Friday, August 13, 2010

without the words to say

while i was going on about romance. and unfulfilled desire. and all the things that i obsess over on a given day. while i was doing that my mother called.

it was the call i have been dreading for some time now. my grandfather has been sick for some time. and now...it's just....he could go anytime now.

i'm so far away. and i can't go to them. and i can't think about it. and i can't think about anything else.

i'm all alone here and i miss my sisters. and my mother. and i don't know what to do. i'm feeling so many things right now. most of all alone.

i'm so scared.

if there was ever a time to send comforting thoughts into the universe. now would be it. i'm thinking about my mother. she handles everything and takes care of everyone. and she does it calmly. and with compassion. i so wish i could be like her.

hopeless romantic? or just hopeless in general...


probably the latter.

there's a marathon of j-lo rom-coms on oxygen today. shall we dance wans't half bad. monster-in-law? eh. i don't think the fact that j-lo is fine as hell really excuses me.

i could change the channel. but i'm too lazy to look through the guide. but more than that, i'm just a sucker for idealistic romance.

the kind that requires 100% suspension-of-disbelief.

because...secretly...i want that. is it just setting yourself up for disappointment and misery to even say that out loud?

triskaidekaphobia


bitch, please.

ain't nothing going to happen on this day that could be any worse than things that happen on any other day of the year. seriously.
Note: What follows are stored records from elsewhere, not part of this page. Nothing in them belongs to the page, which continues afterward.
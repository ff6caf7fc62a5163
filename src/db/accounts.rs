//! Account and session tables backing the authentication provider.

use chrono::{DateTime, Duration, Utc};
use sqlx::{Row, SqlitePool};

use super::now_timestamp;
use crate::errors::AppError;
use crate::models::Identity;

/// A stored account.
#[derive(Debug, Clone)]
pub struct UserRecord {
    pub email: String,
    pub password_hash: String,
    pub role: Option<String>,
}

/// Persistence for users and sessions.
#[derive(Clone)]
pub struct AccountStore {
    pool: SqlitePool,
}

impl AccountStore {
    pub fn new(pool: SqlitePool) -> Self {
        Self { pool }
    }

    /// Find a user by normalized email.
    pub async fn find_user(&self, email: &str) -> Result<Option<UserRecord>, AppError> {
        let row = sqlx::query("SELECT email, password_hash, role FROM users WHERE email = ?")
            .bind(email)
            .fetch_optional(&self.pool)
            .await?;

        Ok(row.map(|row| UserRecord {
            email: row.get("email"),
            password_hash: row.get("password_hash"),
            role: row.get("role"),
        }))
    }

    /// Insert a user. Fails with a validation error if the email is taken.
    pub async fn insert_user(&self, user: &UserRecord) -> Result<(), AppError> {
        let result = sqlx::query(
            "INSERT OR IGNORE INTO users (email, password_hash, role, created_at) VALUES (?, ?, ?, ?)",
        )
        .bind(&user.email)
        .bind(&user.password_hash)
        .bind(&user.role)
        .bind(now_timestamp())
        .execute(&self.pool)
        .await?;

        if result.rows_affected() == 0 {
            return Err(AppError::Validation(format!(
                "An account for {} already exists",
                user.email
            )));
        }
        Ok(())
    }

    /// Store a new session token valid for `ttl`. Returns the expiry timestamp.
    pub async fn insert_session(
        &self,
        token: &str,
        email: &str,
        ttl: Duration,
    ) -> Result<String, AppError> {
        let now = Utc::now();
        let expires_at = (now + ttl).to_rfc3339_opts(chrono::SecondsFormat::Micros, true);

        sqlx::query("INSERT INTO sessions (token, email, created_at, expires_at) VALUES (?, ?, ?, ?)")
            .bind(token)
            .bind(email)
            .bind(now.to_rfc3339_opts(chrono::SecondsFormat::Micros, true))
            .bind(&expires_at)
            .execute(&self.pool)
            .await?;

        Ok(expires_at)
    }

    /// Resolve a token to the identity behind it. Expired sessions resolve to `None`.
    pub async fn find_session(&self, token: &str) -> Result<Option<Identity>, AppError> {
        let row = sqlx::query(
            "SELECT s.expires_at, u.email, u.role FROM sessions s JOIN users u ON u.email = s.email WHERE s.token = ?",
        )
        .bind(token)
        .fetch_optional(&self.pool)
        .await?;

        let Some(row) = row else {
            return Ok(None);
        };

        let expires_at: String = row.get("expires_at");
        let expired = DateTime::parse_from_rfc3339(&expires_at)
            .map(|t| t.with_timezone(&Utc) <= Utc::now())
            .unwrap_or(true);
        if expired {
            self.delete_session(token).await?;
            return Ok(None);
        }

        Ok(Some(Identity {
            email: row.get("email"),
            role: row.get("role"),
        }))
    }

    /// Remove a session. Removing an unknown token is not an error.
    pub async fn delete_session(&self, token: &str) -> Result<(), AppError> {
        sqlx::query("DELETE FROM sessions WHERE token = ?")
            .bind(token)
            .execute(&self.pool)
            .await?;
        Ok(())
    }
}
today i am focusing on desire. that is to say, trying to put into words what it is that i want. it's harder than you think. it also might have to be through negation. but apparently that is all right too.

back to it.

metastatic affection

i arrived at the realization today that random superficial validation no longer satisfies me as it once did.
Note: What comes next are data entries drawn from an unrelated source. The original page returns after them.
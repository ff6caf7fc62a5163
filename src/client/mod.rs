//! Typed facade over the product table and the image bucket.
//!
//! Workflows (catalog, admin form, admin listing) only talk to [`ProductBackend`], so
//! they can run against the bundled SQLite/filesystem stores or against a test double.

use std::sync::Arc;

use async_trait::async_trait;

use crate::db::Repository;
use crate::errors::AppError;
use crate::models::{CreateProductRequest, Product, UpdateProductRequest};
use crate::storage::ImageStore;

/// Product repository contract.
#[async_trait]
pub trait ProductBackend: Send + Sync {
    /// All products, newest first. An empty list is a success, not an error.
    async fn list_products(&self) -> Result<Vec<Product>, AppError>;

    /// A single product; `NotFound` if no record matches.
    async fn get_product(&self, id: &str) -> Result<Product, AppError>;

    /// Insert a product; the store assigns id and timestamps.
    async fn create_product(&self, fields: &CreateProductRequest) -> Result<Product, AppError>;

    /// Partial update; unspecified fields are left untouched.
    async fn update_product(
        &self,
        id: &str,
        fields: &UpdateProductRequest,
    ) -> Result<Product, AppError>;

    async fn delete_product(&self, id: &str) -> Result<(), AppError>;

    /// Store an image under `name` (already made unique by the caller) and return its URL.
    async fn upload_image(&self, bytes: &[u8], name: &str) -> Result<String, AppError>;

    /// Remove a previously uploaded image by name.
    async fn remove_image(&self, name: &str) -> Result<(), AppError>;
}

/// [`ProductBackend`] over the SQLite repository and the filesystem image store.
#[derive(Clone)]
pub struct StoreClient {
    repo: Arc<Repository>,
    images: Arc<ImageStore>,
}

impl StoreClient {
    pub fn new(repo: Arc<Repository>, images: Arc<ImageStore>) -> Self {
        Self { repo, images }
    }
}

#[async_trait]
impl ProductBackend for StoreClient {
    async fn list_products(&self) -> Result<Vec<Product>, AppError> {
        self.repo.list_products().await
    }

    async fn get_product(&self, id: &str) -> Result<Product, AppError> {
        self.repo
            .get_product(id)
            .await?
            .ok_or_else(|| AppError::NotFound(format!("Product {} not found", id)))
    }

    async fn create_product(&self, fields: &CreateProductRequest) -> Result<Product, AppError> {
        self.repo.create_product(fields).await
    }

    async fn update_product(
        &self,
        id: &str,
        fields: &UpdateProductRequest,
    ) -> Result<Product, AppError> {
        self.repo.update_product(id, fields).await
    }

    async fn delete_product(&self, id: &str) -> Result<(), AppError> {
        self.repo.delete_product(id).await
    }

    async fn upload_image(&self, bytes: &[u8], name: &str) -> Result<String, AppError> {
        self.images.upload(bytes, name).await
    }

    async fn remove_image(&self, name: &str) -> Result<(), AppError> {
        self.images.remove(name).await
    }
}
i had two conversations. two different people. same thing. i don't think either of them read this, but i shall still refrain from detail.
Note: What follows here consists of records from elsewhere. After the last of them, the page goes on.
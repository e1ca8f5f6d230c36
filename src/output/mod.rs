//! Output formatters
//!
//! Each formatter is a [`Visitor`](crate::traverse::Visitor) that serializes
//! nodes on its begin hooks, keeping an indentation depth that grows on
//! begin and shrinks on end. The traversal engine supplies marking semantics
//! and ordering; formatters only own syntax and escaping.
//!
//! - `text` - tab-indented plain text
//! - `markdown` - headings for containers, check-list items for tasks
//! - `taskpaper` - TaskPaper projects and `@tag` annotations
//! - `opml` - nested OPML `<outline>` elements

mod markdown;
mod opml;
mod taskpaper;
mod text;

use std::io;
use std::path::Path;

pub use markdown::MarkdownFormatter;
pub use opml::OpmlFormatter;
pub use taskpaper::TaskpaperFormatter;
pub use text::TextFormatter;

use crate::model::{Kind, Node, NodeId, Outline};
use crate::traverse::{Mode, traverse_list};

pub(crate) const DATE_FORMAT: &str = "%Y-%m-%d";

/// Supported output formats.
#[derive(Debug, Clone, Copy, PartialEq, Eq)]
pub enum Format {
    Text,
    Markdown,
    Taskpaper,
    Opml,
}

impl Format {
    /// Infer the format from an output file name suffix.
    pub fn from_extension(path: &Path) -> Option<Self> {
        match path.extension()?.to_str()? {
            "txt" | "text" => Some(Format::Text),
            "md" | "markdown" | "ft" => Some(Format::Markdown),
            "tp" | "taskpaper" => Some(Format::Taskpaper),
            "opml" => Some(Format::Opml),
            _ => None,
        }
    }
}

/// Render the surviving forest with the chosen formatter.
///
/// This is the terminal pass of an export: one more traversal over roots
/// that filters and transforms have already shaped.
pub fn render<W: io::Write>(
    outline: &mut Outline,
    roots: &[NodeId],
    mode: Mode,
    format: Format,
    out: &mut W,
) -> io::Result<()> {
    match format {
        Format::Text => {
            let mut formatter = TextFormatter::new(&mut *out);
            traverse_list(&mut formatter, outline, roots, false, mode)
        }
        Format::Markdown => {
            let mut formatter = MarkdownFormatter::new(&mut *out);
            traverse_list(&mut formatter, outline, roots, false, mode)
        }
        Format::Taskpaper => {
            let mut formatter = TaskpaperFormatter::new(&mut *out);
            traverse_list(&mut formatter, outline, roots, false, mode)
        }
        Format::Opml => {
            let mut formatter = OpmlFormatter::new(&mut *out);
            formatter.write_header()?;
            traverse_list(&mut formatter, outline, roots, false, mode)?;
            formatter.write_footer()
        }
    }
}

/// Node name prefixed with the path the flatten pass recorded, if any.
pub(crate) fn qualified_name(node: &Node) -> String {
    match &node.path {
        Some(path) => format!("{path} : {}", node.name),
        None => node.name.clone(),
    }
}

/// Nearest project ancestor of a task, for context-mode back-references.
pub(crate) fn owning_project(outline: &Outline, id: NodeId) -> Option<NodeId> {
    let mut cursor = outline[id].parent;
    while let Some(pid) = cursor {
        if outline[pid].kind() == Kind::Project {
            return Some(pid);
        }
        cursor = outline[pid].parent;
    }
    None
}

#[cfg(test)]
mod tests {
    use super::*;
    use crate::model::{ProjectInfo, TaskInfo};

    #[test]
    fn test_format_from_extension() {
        assert_eq!(
            Format::from_extension(Path::new("out.md")),
            Some(Format::Markdown)
        );
        assert_eq!(
            Format::from_extension(Path::new("out.taskpaper")),
            Some(Format::Taskpaper)
        );
        assert_eq!(Format::from_extension(Path::new("out.ics")), None);
        assert_eq!(Format::from_extension(Path::new("out")), None);
    }

    #[test]
    fn test_owning_project() {
        let mut outline = Outline::new();
        let project = outline.add_project("P", ProjectInfo::default());
        let task = outline.add_task("t", TaskInfo::default());
        let sub = outline.add_task("s", TaskInfo::default());
        outline.attach(project, task);
        outline.attach(task, sub);

        assert_eq!(owning_project(&outline, sub), Some(project));
        assert_eq!(owning_project(&outline, project), None);
    }
}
in the past this sort of thing would distract me. make me feel better. worthwhile. valued even.

but then i realized that there is only one person i want that validation from. i don't need it. i'll survive without it. i'm not (as) sad anymore in it's absence.

i just want it.

this has never happened to me. i hate it. i would trade all the conversation in the world for five minutes of conversation with them. but i can't have it. not now.

it's...such an annoying feeling.

and what's equally annoying? michael cera. another movie starring him? really? so it's come to that. armageddon is surely upon us.

Thursday, August 12, 2010

critical junctures

are what i'm supposed to be reading about. clearly...i'm slacking.

i haven't posted in a few days. i don't have anything to say. nothing has happened. oh wait...that's not exactly true.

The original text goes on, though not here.